Setting up the Github App
Permissions
| permissions level | read only permissions to be set |
|---|---|
| Repository permissions | Actions |
| Administration | |
| Metadata | |
| Pull requests | |
| Organization permissions | Administrartion |
| Projects | |
| Self-hosted runners | |
| Account permissions | none |
Access to Repositories
This app then authorizes access to repositories on the organization. The exact
repositories that it will have access to can be defined on installation as well as
changed anytime under <your-org> > Settings > Github Apps > <configure your-app>
Private Key (PEM)
To actually authenticate the Service you will need to create a private key from
the settings page of the App you can find the settings page here: https://github.com/organizations/<your-org>/settings/apps/<your-app-name>.

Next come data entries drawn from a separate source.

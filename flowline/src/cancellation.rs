//! Cooperative cancellation for pipeline runs.
//!
//! The token is checked at step boundaries and awaited inside the engine's
//! suspension points (slot acquisition, backoff sleeps) so a pending wait
//! unblocks promptly instead of running out its full duration.

use parking_lot::Mutex;
use std::sync::atomic::{AtomicBool, Ordering};
use std::sync::Arc;
use tokio::sync::Notify;

#[derive(Debug, Default)]
struct Inner {
    cancelled: AtomicBool,
    reason: Mutex<Option<String>>,
    notify: Notify,
}

/// Token for signalling cancellation into a pipeline run.
///
/// Clones share state; cancelling any clone cancels them all.
#[derive(Debug, Clone, Default)]
pub struct CancellationToken {
    inner: Arc<Inner>,
}

impl CancellationToken {
    /// Creates a new, uncancelled token.
    #[must_use]
    pub fn new() -> Self {
        Self::default()
    }

    /// Requests cancellation.
    pub fn cancel(&self) {
        self.cancel_with_reason("cancelled by caller");
    }

    /// Requests cancellation with a reason.
    pub fn cancel_with_reason(&self, reason: impl Into<String>) {
        {
            let mut guard = self.inner.reason.lock();
            if guard.is_none() {
                *guard = Some(reason.into());
            }
        }
        self.inner.cancelled.store(true, Ordering::SeqCst);
        self.inner.notify.notify_waiters();
    }

    /// Returns true if cancellation has been requested.
    #[must_use]
    pub fn is_cancelled(&self) -> bool {
        self.inner.cancelled.load(Ordering::SeqCst)
    }

    /// Returns the cancellation reason, if cancelled.
    #[must_use]
    pub fn reason(&self) -> Option<String> {
        self.inner.reason.lock().clone()
    }

    /// Completes when cancellation is requested.
    pub async fn cancelled(&self) {
        loop {
            if self.is_cancelled() {
                return;
            }
            let notified = self.inner.notify.notified();
            tokio::pin!(notified);
            // Register with the Notify before re-checking, so a cancel
            // racing with this call is never missed.
            notified.as_mut().enable();
            if self.is_cancelled() {
                return;
            }
            notified.await;
        }
    }
}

Github supplies an RSA private key which needs to be used to sign a JWT with the details
{
"iss": "<install_id>",
"exp": 1714639080,
"iat": 1714638420
}
iss -> the installation id of the application
exp -> The expiration time of the JWT, after which it can't be used to request an installation token. The time must be no more than 10 minutes into the future.
iat -> The time that the JWT was created. To protect against clock drift, we recommend that you set this 60 seconds in the past and ensure that your server's date and time is set accurately (for example, by using the Network Time Protocol).

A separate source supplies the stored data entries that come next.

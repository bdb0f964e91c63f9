//! Mock steps for testing.
//!
//! These fixtures drive the engine in unit and integration tests without any
//! real business logic behind them.

use crate::context::ExecutionContext;
use crate::events::EventSink;
use crate::step::{Step, StepOutput};
use async_trait::async_trait;
use parking_lot::Mutex;
use std::collections::HashMap;
use std::time::Duration;

/// A step that always succeeds with optional data.
#[derive(Debug)]
pub struct SuccessStep {
    name: String,
    output: HashMap<String, serde_json::Value>,
}

impl SuccessStep {
    /// Creates a step that succeeds with no data.
    #[must_use]
    pub fn new(name: impl Into<String>) -> Self {
        Self {
            name: name.into(),
            output: HashMap::new(),
        }
    }

    /// Creates a step that succeeds with data.
    #[must_use]
    pub fn with_output(
        name: impl Into<String>,
        output: HashMap<String, serde_json::Value>,
    ) -> Self {
        Self {
            name: name.into(),
            output,
        }
    }
}

#[async_trait]
impl Step for SuccessStep {
    fn name(&self) -> &str {
        &self.name
    }

    async fn run(&self, _ctx: &ExecutionContext) -> StepOutput {
        StepOutput::ok(self.output.clone())
    }
}

/// A step that always fails, counting its invocations.
#[derive(Debug)]
pub struct FailStep {
    name: String,
    error: String,
    retryable: bool,
    calls: Mutex<usize>,
}

impl FailStep {
    /// Creates a step that fails fatally.
    #[must_use]
    pub fn fatal(name: impl Into<String>, error: impl Into<String>) -> Self {
        Self {
            name: name.into(),
            error: error.into(),
            retryable: false,
            calls: Mutex::new(0),
        }
    }

    /// Creates a step that fails retryably.
    #[must_use]
    pub fn retryable(name: impl Into<String>, error: impl Into<String>) -> Self {
        Self {
            retryable: true,
            ..Self::fatal(name, error)
        }
    }

    /// Returns the number of times the step was invoked.
    #[must_use]
    pub fn call_count(&self) -> usize {
        *self.calls.lock()
    }
}

#[async_trait]
impl Step for FailStep {
    fn name(&self) -> &str {
        &self.name
    }

    async fn run(&self, _ctx: &ExecutionContext) -> StepOutput {
        *self.calls.lock() += 1;
        if self.retryable {
            StepOutput::fail_retryable(self.error.clone())
        } else {
            StepOutput::fail(self.error.clone())
        }
    }
}

/// A step that fails retryably a fixed number of times, then succeeds.
#[derive(Debug)]
pub struct FlakyStep {
    name: String,
    failures_before_success: usize,
    calls: Mutex<usize>,
}

impl FlakyStep {
    /// Creates a step that fails `failures_before_success` times first.
    #[must_use]
    pub fn new(name: impl Into<String>, failures_before_success: usize) -> Self {
        Self {
            name: name.into(),
            failures_before_success,
            calls: Mutex::new(0),
        }
    }

    /// Returns the number of times the step was invoked.
    #[must_use]
    pub fn call_count(&self) -> usize {
        *self.calls.lock()
    }
}

#[async_trait]
impl Step for FlakyStep {
    fn name(&self) -> &str {
        &self.name
    }

    async fn run(&self, _ctx: &ExecutionContext) -> StepOutput {
        let call = {
            let mut calls = self.calls.lock();
            *calls += 1;
            *calls
        };

        if call <= self.failures_before_success {
            StepOutput::fail_retryable(format!("transient failure on attempt {call}"))
        } else {
            StepOutput::ok_value("recovered_after", serde_json::json!(call - 1))
        }
    }
}

/// A step that sleeps before succeeding.
#[derive(Debug)]
pub struct SlowStep {
    name: String,
    delay: Duration,
}

impl SlowStep {
    /// Creates a step that sleeps for `delay` and then succeeds.
    #[must_use]
    pub fn new(name: impl Into<String>, delay: Duration) -> Self {
        Self {
            name: name.into(),
            delay,
        }
    }
}

#[async_trait]
impl Step for SlowStep {
    fn name(&self) -> &str {
        &self.name
    }

    async fn run(&self, _ctx: &ExecutionContext) -> StepOutput {
        tokio::time::sleep(self.delay).await;
        StepOutput::ok_empty()
    }
}

/// A step that panics when run.
#[derive(Debug)]
pub struct PanicStep {
    name: String,
}

impl PanicStep {
    /// Creates a panicking step.
    #[must_use]
    pub fn new(name: impl Into<String>) -> Self {
        Self { name: name.into() }
    }
}

#[async_trait]
impl Step for PanicStep {
    fn name(&self) -> &str {
        &self.name
    }

    async fn run(&self, _ctx: &ExecutionContext) -> StepOutput {
        panic!("deliberate test panic in '{}'", self.name);
    }
}

/// A best-effort step: its work fails but it reports success with degraded
/// output instead of failing the pipeline.
///
/// This is the convention for non-critical steps (e.g. notifications): the
/// engine treats all steps uniformly, so softness is expressed by the step
/// itself.
#[derive(Debug)]
pub struct SoftFailStep {
    name: String,
}

impl SoftFailStep {
    /// Creates a soft-failing step.
    #[must_use]
    pub fn new(name: impl Into<String>) -> Self {
        Self { name: name.into() }
    }
}

#[async_trait]
impl Step for SoftFailStep {
    fn name(&self) -> &str {
        &self.name
    }

    async fn run(&self, _ctx: &ExecutionContext) -> StepOutput {
        StepOutput::ok_value("delivered", serde_json::json!(false))
            .add_metadata("degraded", serde_json::json!(true))
            .add_metadata("reason", serde_json::json!("downstream unavailable"))
    }
}

/// A step that writes a value into the run's global data.
#[derive(Debug)]
pub struct WriteStep {
    name: String,
    key: String,
    value: serde_json::Value,
}

impl WriteStep {
    /// Creates a step that writes `key = value` into global data.
    #[must_use]
    pub fn new(
        name: impl Into<String>,
        key: impl Into<String>,
        value: serde_json::Value,
    ) -> Self {
        Self {
            name: name.into(),
            key: key.into(),
            value,
        }
    }
}

#[async_trait]
impl Step for WriteStep {
    fn name(&self) -> &str {
        &self.name
    }

    async fn run(&self, ctx: &ExecutionContext) -> StepOutput {
        ctx.global_data().set(self.key.clone(), self.value.clone());
        StepOutput::ok_empty()
    }
}

/// An event sink that records every event name it receives, in order.
#[derive(Debug, Default)]
pub struct RecordingEventSink {
    events: Mutex<Vec<String>>,
}

impl RecordingEventSink {
    /// Creates an empty recording sink.
    #[must_use]
    pub fn new() -> Self {
        Self::default()
    }

    /// Returns the event names received so far.
    #[must_use]
    pub fn events(&self) -> Vec<String> {
        self.events.lock().clone()
    }

    /// Returns how many events of `event_type` were received.
    #[must_use]
    pub fn count(&self, event_type: &str) -> usize {
        self.events
            .lock()
            .iter()
            .filter(|event| event.as_str() == event_type)
            .count()
    }
}

#[async_trait]
impl EventSink for RecordingEventSink {
    async fn emit(&self, event_type: &str, _data: Option<serde_json::Value>) {
        self.events.lock().push(event_type.to_string());
    }

    fn try_emit(&self, event_type: &str, _data: Option<serde_json::Value>) {
        self.events.lock().push(event_type.to_string());
    }
}

#[cfg(test)]
mod tests {
    use super::*;
    use crate::pipeline::PipelineDefinition;

    fn context() -> ExecutionContext {
        let definition = PipelineDefinition::new("test").step("s");
        ExecutionContext::new(&definition, HashMap::new())
    }

    #[tokio::test]
    async fn test_flaky_step_sequence() {
        let step = FlakyStep::new("flaky", 2);
        let ctx = context();

        assert!(!step.run(&ctx).await.is_success());
        assert!(!step.run(&ctx).await.is_success());
        assert!(step.run(&ctx).await.is_success());
        assert_eq!(step.call_count(), 3);
    }

    #[tokio::test]
    async fn test_fail_step_classification() {
        let ctx = context();

        let fatal = FailStep::fatal("f", "no");
        assert!(!fatal.run(&ctx).await.is_retryable());

        let transient = FailStep::retryable("t", "later");
        assert!(transient.run(&ctx).await.is_retryable());
    }

    #[tokio::test]
    async fn test_soft_fail_reports_success() {
        let step = SoftFailStep::new("notify");
        let output = step.run(&context()).await;

        assert!(output.is_success());
        assert_eq!(output.get("delivered"), Some(&serde_json::json!(false)));
        assert_eq!(output.metadata.get("degraded"), Some(&serde_json::json!(true)));
    }

    #[tokio::test]
    async fn test_write_step_mutates_global_data() {
        let step = WriteStep::new("w", "checked", serde_json::json!(true));
        let ctx = context();
        let output = step.run(&ctx).await;

        assert!(output.is_success());
        assert_eq!(ctx.global_data().get("checked"), Some(serde_json::json!(true)));
    }
}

this request then returns an app installation token which we can use to authenticate all future requests.
Click here for full documentation of this process
When adding the GH App to your organization you can select which repositories it has access to or simply all repositories in the organization. The service does a request to see which repositories it has access to and then only the metrics relative to those repositories are exported.